Arizona shooting suspect Jared Loughner in court

image captionJared Loughner faces several charges over the attack on Saturday

A man charged with trying to assassinate a US congresswoman in a shooting that left six people dead and more than a dozen wounded has appeared in federal court in Phoenix, Arizona.

Jared Loughner, 22, faces several charges over the attack on Saturday.

Representative Gabrielle Giffords, who was shot in the head, remains in a critical condition but doctors say the swelling in her brain has stabilised.

Among the dead were a nine-year-old girl and a federal judge.

President Barack Obama, who led the US in a silent tribute from the South Lawn of the White House on Monday morning, said a priority for the nation was "making sure we are joining together, pulling together as a country".

The president will travel to Arizona on Wednesday to attend a memorial service for the victims of the Arizona shooting, administration officials said.

Arizona court hearing

Mr Loughner walked into the courtroom wearing handcuffs and in a prison uniform, with a cut on the right side of his head.

During the 13-minute hearing, Mr Loughner said very little, only periodically leaning forward to speak into a microphone.

Mr Loughner, who did not enter a plea, confirmed his identity and had an attorney appointed to defend him.

When asked, he said he understood that he could get life in prison or the death penalty for allegedly killing federal Judge John Roll on Saturday in Tucson, Arizona.

The lawyer assigned to him, Judy Clarke, previously defended Oklahoma City bombing conspirator Timothy McVeigh. She waived a detention hearing for her client.

The federal judge ordered Mr Loughner held without bail and scheduled a preliminary court appearance for 24 January.

The courtroom was under heavy protection on Monday by about a dozen US marshals.

Mr Loughner was charged with five crimes - the attempted assassination of a member of Congress, the first degree murder of two federal employees and the attempted murder of two federal employees.

It is unclear whether the US justice department will seek the death penalty against Mr Loughner.

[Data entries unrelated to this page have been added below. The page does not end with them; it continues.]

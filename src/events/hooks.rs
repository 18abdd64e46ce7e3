//! Script-hook sink.
//!
//! If `<hooks_dir>/<event.type>` exists and is executable it is spawned
//! once per delivered event with the task context in its environment.
//! Hooks run on detached tasks with a hard timeout and are killed early
//! when the daemon shuts down.

use std::path::PathBuf;
use std::time::Duration;

use tokio::process::Command;
use tokio::sync::watch;
use tracing::{debug, warn};

use super::Envelope;

pub const HOOK_TIMEOUT: Duration = Duration::from_secs(30);

/// Task fields exposed to hook processes. Built by the publisher from the
/// task row it already holds; `None` for events with no task.
#[derive(Debug, Clone, Default)]
pub struct HookContext {
    pub title: String,
    pub status: String,
    pub project: String,
    pub task_type: String,
    pub executor: String,
}

impl From<&crate::store::Task> for HookContext {
    fn from(task: &crate::store::Task) -> Self {
        Self {
            title: task.title.clone(),
            status: task.status.clone(),
            project: task.project.clone(),
            task_type: task.task_type.clone(),
            executor: task.executor.clone(),
        }
    }
}

pub struct HookRunner {
    hooks_dir: PathBuf,
    /// Fire hooks for high-frequency `agent.item.*` events. Off by
    /// default — lifecycle events always fire.
    item_events: bool,
}

impl HookRunner {
    pub fn new(hooks_dir: PathBuf, item_events: bool) -> Self {
        Self {
            hooks_dir,
            item_events,
        }
    }

    /// Fire-and-forget. Spawns a detached task when a hook script exists
    /// for this event type; otherwise returns without touching the disk
    /// beyond one metadata lookup.
    pub fn fire(
        &self,
        env: &Envelope,
        ctx: Option<HookContext>,
        shutdown: watch::Receiver<bool>,
    ) {
        if env.event_type.starts_with("agent.item.") && !self.item_events {
            return;
        }
        let script = self.hooks_dir.join(&env.event_type);
        if !is_executable(&script) {
            return;
        }

        let env = env.clone();
        let ctx = ctx.unwrap_or_default();
        tokio::spawn(async move {
            run_hook(script, env, ctx, shutdown).await;
        });
    }
}

async fn run_hook(
    script: PathBuf,
    env: Envelope,
    ctx: HookContext,
    mut shutdown: watch::Receiver<bool>,
) {
    let mut cmd = Command::new(&script);
    cmd.env("TASK_ID", env.task_id.map(|i| i.to_string()).unwrap_or_default())
        .env("TASK_EVENT", &env.event_type)
        .env("TASK_MESSAGE", &env.message)
        .env("TASK_TIMESTAMP", &env.timestamp)
        .env("TASK_TITLE", &ctx.title)
        .env("TASK_STATUS", &ctx.status)
        .env("TASK_PROJECT", &ctx.project)
        .env("TASK_TYPE", &ctx.task_type)
        .env("TASK_EXECUTOR", &ctx.executor)
        .env("TASK_METADATA", env.metadata.to_string())
        .stdout(std::process::Stdio::null())
        .stderr(std::process::Stdio::null())
        .stdin(std::process::Stdio::null())
        .kill_on_drop(true);

    let mut child = match cmd.spawn() {
        Ok(c) => c,
        Err(e) => {
            warn!(script = %script.display(), err = %e, "hook spawn failed");
            return;
        }
    };

    tokio::select! {
        result = tokio::time::timeout(HOOK_TIMEOUT, child.wait()) => match result {
            Ok(Ok(status)) if status.success() => {
                debug!(script = %script.display(), event = %env.event_type, "hook completed");
            }
            Ok(Ok(status)) => {
                warn!(script = %script.display(), code = ?status.code(), "hook exited non-zero");
            }
            Ok(Err(e)) => {
                warn!(script = %script.display(), err = %e, "hook wait failed");
            }
            Err(_) => {
                warn!(script = %script.display(), "hook timed out — killing");
                let _ = child.kill().await;
            }
        },
        _ = shutdown.changed() => {
            debug!(script = %script.display(), "shutdown — killing hook");
            let _ = child.kill().await;
        }
    }
}

#[cfg(unix)]
fn is_executable(path: &std::path::Path) -> bool {
    use std::os::unix::fs::PermissionsExt;
    path.metadata()
        .map(|m| m.is_file() && m.permissions().mode() & 0o111 != 0)
        .unwrap_or(false)
}

#[cfg(not(unix))]
fn is_executable(path: &std::path::Path) -> bool {
    path.is_file()
}
// task/mod.rs
//
// Task records and the shared task state store.

pub mod store;
pub mod types;

pub use store::TaskStore;
pub use types::{Task, TaskStatus, DIARIZATION_OPTION};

Mr Loughner registered as an independent voter in Arizona in the autumn of 2006 and voted in US elections in 2006 and 2008, according to the Washington Post newspaper, although some other reports suggested he had registered as a Republican.

Ms Giffords had been holding an open-invitation meeting with constituents outside a supermarket in Tucson on Saturday when a man holding a gun approached and opened fire.

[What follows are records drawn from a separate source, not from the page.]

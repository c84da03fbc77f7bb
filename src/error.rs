// error.rs
//
// Caller-facing error types for task operations.

use std::fmt;
use uuid::Uuid;

use crate::insights::InsightError;
use crate::task::TaskStatus;

/// Errors reported synchronously to the caller of a task operation
#[derive(Debug, Clone)]
pub enum TaskError {
    /// No task registered under this id
    NotFound(Uuid),
    /// The task has no transcript yet, so there is nothing to analyze
    MissingTranscript(Uuid),
    /// The requested transition is not allowed from the task's current state
    InvalidState(TaskStatus),
    /// Prompt template rejected (e.g. missing the {{text}} placeholder)
    InvalidPrompt(String),
    /// No model name was provided for insight generation
    NoModelSelected,
    /// Insight generation failed; the transcript is untouched and the
    /// request may be retried
    Insight(InsightError),
}

impl fmt::Display for TaskError {
    fn fmt(&self, f: &mut fmt::Formatter<'_>) -> fmt::Result {
        match self {
            TaskError::NotFound(id) => write!(f, "Task not found: {}", id),
            TaskError::MissingTranscript(id) => {
                write!(f, "Task {} has no transcript to generate insights from", id)
            }
            TaskError::InvalidState(status) => {
                write!(f, "Cannot generate insights while the task is '{}'", status)
            }
            TaskError::InvalidPrompt(msg) => write!(f, "Invalid prompt: {}", msg),
            TaskError::NoModelSelected => write!(f, "No model selected for insight generation"),
            TaskError::Insight(e) => write!(f, "Failed to generate insights: {}", e),
        }
    }
}

impl std::error::Error for TaskError {
    fn source(&self) -> Option<&(dyn std::error::Error + 'static)> {
        match self {
            TaskError::Insight(e) => Some(e),
            _ => None,
        }
    }
}

impl From<InsightError> for TaskError {
    fn from(e: InsightError) -> Self {
        TaskError::Insight(e)
    }
}
// transcript/types.rs
//
// Data types shared between the transcription and diarization streams.

use serde::{Deserialize, Serialize};
use std::collections::BTreeMap;

/// One utterance unit from the speech-to-text engine
#[derive(Debug, Clone, PartialEq, Serialize, Deserialize)]
pub struct TranscriptSegment {
    /// Seconds from the start of the recording
    pub start: f64,
    pub end: f64,
    pub text: String,
}

/// One speaker-attributed interval from the diarization engine
#[derive(Debug, Clone, PartialEq, Serialize, Deserialize)]
pub struct DiarizationSegment {
    pub start: f64,
    pub end: f64,
    /// Opaque speaker label, e.g. "SPEAKER_00"
    pub speaker: String,
}

impl DiarizationSegment {
    pub fn duration(&self) -> f64 {
        self.end - self.start
    }
}

/// Per-speaker aggregate over a set of diarization segments
#[derive(Debug, Clone, PartialEq, Serialize, Deserialize)]
pub struct SpeakerStats {
    /// Total owned interval duration in seconds, rounded to 2 decimals
    pub total_duration: f64,
    pub segment_count: usize,
    /// Share of the total diarized duration, rounded to 1 decimal
    pub percentage: f64,
}

/// Summary of all speakers found in a diarization run.
///
/// Derived data: recomputed whenever the diarization segments change and
/// never persisted independently of its source segments.
#[derive(Debug, Clone, Default, PartialEq, Serialize, Deserialize)]
pub struct SpeakerSummary {
    pub speakers: BTreeMap<String, SpeakerStats>,
    pub total_speakers: usize,
    pub total_duration: f64,
    pub total_segments: usize,
}

impl SpeakerSummary {
    pub fn is_empty(&self) -> bool {
        self.speakers.is_empty()
    }
}

/// Everything a finished transcription run produced for one task.
///
/// `combined_text` is present only when both the transcript segments and
/// the diarization segments are non-empty.
#[derive(Debug, Clone, PartialEq, Serialize, Deserialize)]
pub struct TranscriptionResult {
    /// Plain transcript text, always present once transcription succeeds
    pub text: String,
    #[serde(skip_serializing_if = "Option::is_none")]
    pub language: Option<String>,
    pub segments: Vec<TranscriptSegment>,
    /// One "[start - end] text" line per transcript segment
    #[serde(skip_serializing_if = "Option::is_none")]
    pub timestamped_text: Option<String>,
    /// One "[start - end] speaker (duration)" line per diarization segment
    #[serde(skip_serializing_if = "Option::is_none")]
    pub speakers_text: Option<String>,
    /// Speaker-attributed and timestamped transcript lines
    #[serde(skip_serializing_if = "Option::is_none")]
    pub combined_text: Option<String>,
    #[serde(skip_serializing_if = "Option::is_none")]
    pub diarization: Option<Vec<DiarizationSegment>>,
    #[serde(skip_serializing_if = "Option::is_none")]
    pub speaker_summary: Option<SpeakerSummary>,
    /// Set when diarization was requested but failed; transcription-only
    /// output is still produced
    #[serde(skip_serializing_if = "Option::is_none")]
    pub diarization_error: Option<String>,
}

impl TranscriptionResult {
    /// Transcription-only result, before any diarization fields are filled in
    pub fn new(text: String, language: Option<String>, segments: Vec<TranscriptSegment>) -> Self {
        Self {
            text,
            language,
            segments,
            timestamped_text: None,
            speakers_text: None,
            combined_text: None,
            diarization: None,
            speaker_summary: None,
            diarization_error: None,
        }
    }
}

Ms Giffords, 40, was shot from close range by the gunman, who then began shooting into the crowd.

Doctors at the hospital where Ms Giffords is being treated have said they are optimistic about her recovery.

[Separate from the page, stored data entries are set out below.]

#[cfg(test)]
mod tests {
    use super::*;
    use crate::config::DEFAULT_INSIGHTS_PROMPT;
    use crate::engines::{
        DiarizationError, SpeechToText, TranscriptionError, TranscriptionOutput,
    };
    use crate::insights::InsightError;
    use crate::transcript::{DiarizationSegment, TranscriptSegment};
    use async_trait::async_trait;
    use std::path::Path;
    use tempfile::NamedTempFile;

    struct MockSpeech {
        output: Result<TranscriptionOutput, TranscriptionError>,
        panic: bool,
    }

    impl MockSpeech {
        fn ok() -> Self {
            Self {
                output: Ok(TranscriptionOutput {
                    text: "Hi Bye".to_string(),
                    language: Some("en".to_string()),
                    segments: vec![
                        TranscriptSegment {
                            start: 0.0,
                            end: 2.5,
                            text: "Hi".to_string(),
                        },
                        TranscriptSegment {
                            start: 2.8,
                            end: 5.2,
                            text: "Bye".to_string(),
                        },
                    ],
                }),
                panic: false,
            }
        }

        fn failing(msg: &str) -> Self {
            Self {
                output: Err(TranscriptionError::EngineFailed(msg.to_string())),
                panic: false,
            }
        }

        fn empty() -> Self {
            Self {
                output: Ok(TranscriptionOutput {
                    text: "   ".to_string(),
                    language: None,
                    segments: Vec::new(),
                }),
                panic: false,
            }
        }

        fn panicking() -> Self {
            let mut mock = Self::ok();
            mock.panic = true;
            mock
        }
    }

    #[async_trait]
    impl SpeechToText for MockSpeech {
        async fn transcribe(
            &self,
            _file_path: &Path,
            _want_timestamps: bool,
        ) -> Result<TranscriptionOutput, TranscriptionError> {
            if self.panic {
                panic!("mock engine blew up");
            }
            self.output.clone()
        }
    }

    struct MockDiarizer {
        output: Result<Vec<DiarizationSegment>, DiarizationError>,
    }

    impl MockDiarizer {
        fn ok() -> Self {
            // Deliberately unsorted; the orchestrator sorts by start
            Self {
                output: Ok(vec![
                    DiarizationSegment {
                        start: 2.6,
                        end: 6.0,
                        speaker: "SPEAKER_01".to_string(),
                    },
                    DiarizationSegment {
                        start: 0.0,
                        end: 2.6,
                        speaker: "SPEAKER_00".to_string(),
                    },
                ]),
            }
        }

        fn failing() -> Self {
            Self {
                output: Err(DiarizationError::EngineFailed("no speakers".to_string())),
            }
        }
    }

    #[async_trait]
    impl Diarizer for MockDiarizer {
        async fn diarize(
            &self,
            _file_path: &Path,
            _min_speakers: u32,
            _max_speakers: u32,
        ) -> Result<Vec<DiarizationSegment>, DiarizationError> {
            self.output.clone()
        }
    }

    struct MockInsights {
        response: Result<String, InsightError>,
    }

    impl MockInsights {
        fn ok(text: &str) -> Self {
            Self {
                response: Ok(text.to_string()),
            }
        }

        fn unreachable() -> Self {
            Self {
                response: Err(InsightError::ProviderUnavailable(
                    "connection refused".to_string(),
                )),
            }
        }
    }

    #[async_trait]
    impl InsightProvider for MockInsights {
        async fn list_models(&self) -> Result<Vec<String>, InsightError> {
            Ok(vec!["llama3:latest".to_string()])
        }

        async fn generate(
            &self,
            _text: &str,
            _prompt_template: &str,
            _model_name: &str,
        ) -> Result<String, InsightError> {
            self.response.clone()
        }
    }

    fn orchestrator(
        speech: MockSpeech,
        diarizer: MockDiarizer,
        insights: MockInsights,
    ) -> JobOrchestrator {
        JobOrchestrator::new(
            Arc::new(TaskStore::new(DEFAULT_INSIGHTS_PROMPT)),
            Arc::new(speech),
            Arc::new(diarizer),
            Arc::new(insights),
            OrchestratorConfig::default(),
        )
    }

    async fn run_to_completion(orch: &JobOrchestrator, diarization: bool) -> Uuid {
        let file = NamedTempFile::new().unwrap();
        let task_id = orch.create_task(diarization);
        let handle = orch
            .start_processing(task_id, file.path().to_path_buf())
            .unwrap();
        handle.await.unwrap();
        task_id
    }

    #[tokio::test]
    async fn test_transcription_without_diarization() {
        let orch = orchestrator(MockSpeech::ok(), MockDiarizer::ok(), MockInsights::ok("x"));
        let task_id = run_to_completion(&orch, false).await;

        let task = orch.store().get(task_id).unwrap();
        assert_eq!(task.status, TaskStatus::TranscriptionCompleted);

        let result = task.transcription_result.unwrap();
        assert_eq!(result.text, "Hi Bye");
        assert_eq!(result.language.as_deref(), Some("en"));
        assert_eq!(
            result.timestamped_text.as_deref(),
            Some("[00:00 - 00:02] Hi\n[00:02 - 00:05] Bye")
        );
        assert!(result.combined_text.is_none());
        assert!(result.diarization.is_none());
    }

    #[tokio::test]
    async fn test_transcription_with_diarization() {
        let orch = orchestrator(MockSpeech::ok(), MockDiarizer::ok(), MockInsights::ok("x"));
        let task_id = run_to_completion(&orch, true).await;

        let task = orch.store().get(task_id).unwrap();
        assert_eq!(task.status, TaskStatus::TranscriptionCompleted);

        let result = task.transcription_result.unwrap();
        assert_eq!(
            result.combined_text.as_deref(),
            Some("[00:00 - 00:02] SPEAKER_00: Hi\n[00:02 - 00:05] SPEAKER_01: Bye")
        );
        assert!(result.speakers_text.is_some());
        assert!(result.diarization_error.is_none());

        // Segments come back sorted by start
        let diarization = result.diarization.unwrap();
        assert_eq!(diarization[0].speaker, "SPEAKER_00");
        assert_eq!(diarization[1].speaker, "SPEAKER_01");

        let summary = result.speaker_summary.unwrap();
        assert_eq!(summary.total_speakers, 2);
        assert_eq!(summary.speakers["SPEAKER_00"].percentage, 43.3);
        assert_eq!(summary.speakers["SPEAKER_01"].percentage, 56.7);
    }

    #[tokio::test]
    async fn test_diarization_failure_is_non_fatal() {
        let orch = orchestrator(
            MockSpeech::ok(),
            MockDiarizer::failing(),
            MockInsights::ok("x"),
        );
        let task_id = run_to_completion(&orch, true).await;

        let task = orch.store().get(task_id).unwrap();
        assert_eq!(task.status, TaskStatus::TranscriptionCompleted);

        let result = task.transcription_result.unwrap();
        assert!(result.diarization_error.is_some());
        assert!(result.combined_text.is_none());
        assert!(result.timestamped_text.is_some());
    }

    #[tokio::test]
    async fn test_missing_source_file_is_terminal() {
        let orch = orchestrator(MockSpeech::ok(), MockDiarizer::ok(), MockInsights::ok("x"));
        let task_id = orch.create_task(false);
        let handle = orch
            .start_processing(task_id, PathBuf::from("/nonexistent/audio.mp3"))
            .unwrap();
        handle.await.unwrap();

        let task = orch.store().get(task_id).unwrap();
        assert_eq!(task.status, TaskStatus::Error);
        assert!(task.message.contains("no longer exists"));
        assert!(task.transcription_result.is_none());
    }

    #[tokio::test]
    async fn test_engine_failure_is_terminal() {
        let orch = orchestrator(
            MockSpeech::failing("decoder crashed"),
            MockDiarizer::ok(),
            MockInsights::ok("x"),
        );
        let task_id = run_to_completion(&orch, false).await;

        let task = orch.store().get(task_id).unwrap();
        assert_eq!(task.status, TaskStatus::Error);
        assert!(task.message.contains("decoder crashed"));
    }

    #[tokio::test]
    async fn test_empty_transcript_is_terminal() {
        let orch = orchestrator(MockSpeech::empty(), MockDiarizer::ok(), MockInsights::ok("x"));
        let task_id = run_to_completion(&orch, false).await;

        let task = orch.store().get(task_id).unwrap();
        assert_eq!(task.status, TaskStatus::Error);
        assert!(task.message.contains("empty text"));
    }

    #[tokio::test]
    async fn test_worker_panic_still_writes_terminal_status() {
        let orch = orchestrator(
            MockSpeech::panicking(),
            MockDiarizer::ok(),
            MockInsights::ok("x"),
        );
        let task_id = run_to_completion(&orch, false).await;

        let task = orch.store().get(task_id).unwrap();
        assert_eq!(task.status, TaskStatus::Error);
    }

    #[tokio::test]
    async fn test_start_processing_unknown_task() {
        let orch = orchestrator(MockSpeech::ok(), MockDiarizer::ok(), MockInsights::ok("x"));
        let result = orch.start_processing(Uuid::new_v4(), PathBuf::from("x.mp3"));
        assert!(matches!(result, Err(TaskError::NotFound(_))));
    }

    #[tokio::test]
    async fn test_insights_rejected_before_transcription() {
        let orch = orchestrator(MockSpeech::ok(), MockDiarizer::ok(), MockInsights::ok("x"));
        let task_id = orch.create_task(false);

        let result = orch
            .generate_insights(task_id, "Prompt: {{text}}", "llama3:latest")
            .await;
        assert!(matches!(result, Err(TaskError::MissingTranscript(_))));

        // Rejected without side effects
        assert_eq!(orch.store().get(task_id).unwrap().status, TaskStatus::Pending);
    }

    #[tokio::test]
    async fn test_insights_rejected_while_already_generating() {
        let orch = orchestrator(MockSpeech::ok(), MockDiarizer::ok(), MockInsights::ok("x"));
        let task_id = run_to_completion(&orch, false).await;

        orch.store()
            .set_status(task_id, TaskStatus::GeneratingInsights, None, None);

        let result = orch
            .generate_insights(task_id, "Prompt: {{text}}", "llama3:latest")
            .await;
        assert!(matches!(
            result,
            Err(TaskError::InvalidState(TaskStatus::GeneratingInsights))
        ));
    }

    #[tokio::test]
    async fn test_insights_input_validation() {
        let orch = orchestrator(MockSpeech::ok(), MockDiarizer::ok(), MockInsights::ok("x"));
        let task_id = run_to_completion(&orch, false).await;

        let result = orch
            .generate_insights(task_id, "prompt without placeholder", "llama3:latest")
            .await;
        assert!(matches!(result, Err(TaskError::InvalidPrompt(_))));

        let result = orch.generate_insights(task_id, "Prompt: {{text}}", "  ").await;
        assert!(matches!(result, Err(TaskError::NoModelSelected)));

        // Validation leaves the task untouched
        let task = orch.store().get(task_id).unwrap();
        assert_eq!(task.status, TaskStatus::TranscriptionCompleted);
        assert_eq!(task.current_prompt, DEFAULT_INSIGHTS_PROMPT);
    }

    #[tokio::test]
    async fn test_insight_generation_success() {
        let orch = orchestrator(
            MockSpeech::ok(),
            MockDiarizer::ok(),
            MockInsights::ok("Key points: greetings were exchanged."),
        );
        let task_id = run_to_completion(&orch, false).await;

        let task = orch
            .generate_insights(task_id, "Summarize: {{text}}", "llama3:latest")
            .await
            .unwrap();

        assert_eq!(task.status, TaskStatus::CompletedWithInsights);
        assert_eq!(
            task.insights_text.as_deref(),
            Some("Key points: greetings were exchanged.")
        );
        assert_eq!(task.current_prompt, "Summarize: {{text}}");
        assert_eq!(task.selected_model.as_deref(), Some("llama3:latest"));
    }

    #[tokio::test]
    async fn test_insight_failure_is_retryable() {
        let store = Arc::new(TaskStore::new(DEFAULT_INSIGHTS_PROMPT));
        let failing = JobOrchestrator::new(
            store.clone(),
            Arc::new(MockSpeech::ok()),
            Arc::new(MockDiarizer::ok()),
            Arc::new(MockInsights::unreachable()),
            OrchestratorConfig::default(),
        );
        let task_id = run_to_completion(&failing, false).await;

        let result = failing
            .generate_insights(task_id, "Summarize: {{text}}", "llama3:latest")
            .await;
        assert!(matches!(result, Err(TaskError::Insight(_))));

        let task = store.get(task_id).unwrap();
        assert_eq!(task.status, TaskStatus::ErrorInsights);
        assert!(task.insights_text.is_none());
        // Transcript untouched, so the request can be retried
        assert!(task.transcription_result.is_some());

        // Retry from error_insights with a working provider
        let retrying = JobOrchestrator::new(
            store.clone(),
            Arc::new(MockSpeech::ok()),
            Arc::new(MockDiarizer::ok()),
            Arc::new(MockInsights::ok("second attempt")),
            OrchestratorConfig::default(),
        );
        let task = retrying
            .generate_insights(task_id, "Summarize: {{text}}", "llama3:latest")
            .await
            .unwrap();
        assert_eq!(task.status, TaskStatus::CompletedWithInsights);
        assert_eq!(task.insights_text.as_deref(), Some("second attempt"));
    }

    #[tokio::test]
    async fn test_insight_regeneration_overwrites_prior_insights() {
        let orch = orchestrator(MockSpeech::ok(), MockDiarizer::ok(), MockInsights::ok("v2"));
        let task_id = run_to_completion(&orch, false).await;

        orch.store().update(task_id, |task| {
            task.status = TaskStatus::CompletedWithInsights;
            task.insights_text = Some("v1".to_string());
        });

        let task = orch
            .generate_insights(task_id, "Again: {{text}}", "llama3:latest")
            .await
            .unwrap();
        assert_eq!(task.insights_text.as_deref(), Some("v2"));
    }
}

Christina Taylor Green, the young girl killed in the shooting, was born on 9/11 and featured in a book - Faces of Hope, Babies Born on 9/11 - about some of the children born on that day.

A total of 19 people were shot outside the supermarket in Tucson.

Day of mourning

Flags across the US were flown at half mast on Monday, and Mr Obama said the nation was "grieving and shocked".

The president praised the "extraordinary courage" of the people at the scene who wrestled the gunman to the ground, saying they had shown "the best of America".

media captionBill Badger: 'I held Arizona gunman by throat'

Lawmakers paid tribute to Ms Giffords and other victims of the mass shooting on the steps of the Capitol building.

In Tucson, small groups gathered in public spaces, in offices and in shops and stopped in silence for a minute.

The crew on board the International Space Station (ISS) also paused for a brief silence. The commander on the ISS is Ms Giffords' brother-in-law, Cmdr Scott Kelly.

"As I look out the window, I see a very beautiful planet that seems very inviting and peaceful. Unfortunately, it is not," Cmdr Kelly said.

"We are better than this. We must do better," he added.

Meanwhile, Democratic Senator Frank Lautenberg, a gun control advocate from the state of New Jersey, announced plans on Monday to introduce legislation that would ban high-capacity ammunition clips, like the one used in Saturday's attack.

"The only reason to have 33 bullets loaded in a handgun is to kill a lot of people very quickly. These high-capacity clips simply should not be on the market," Mr Lautenberg said.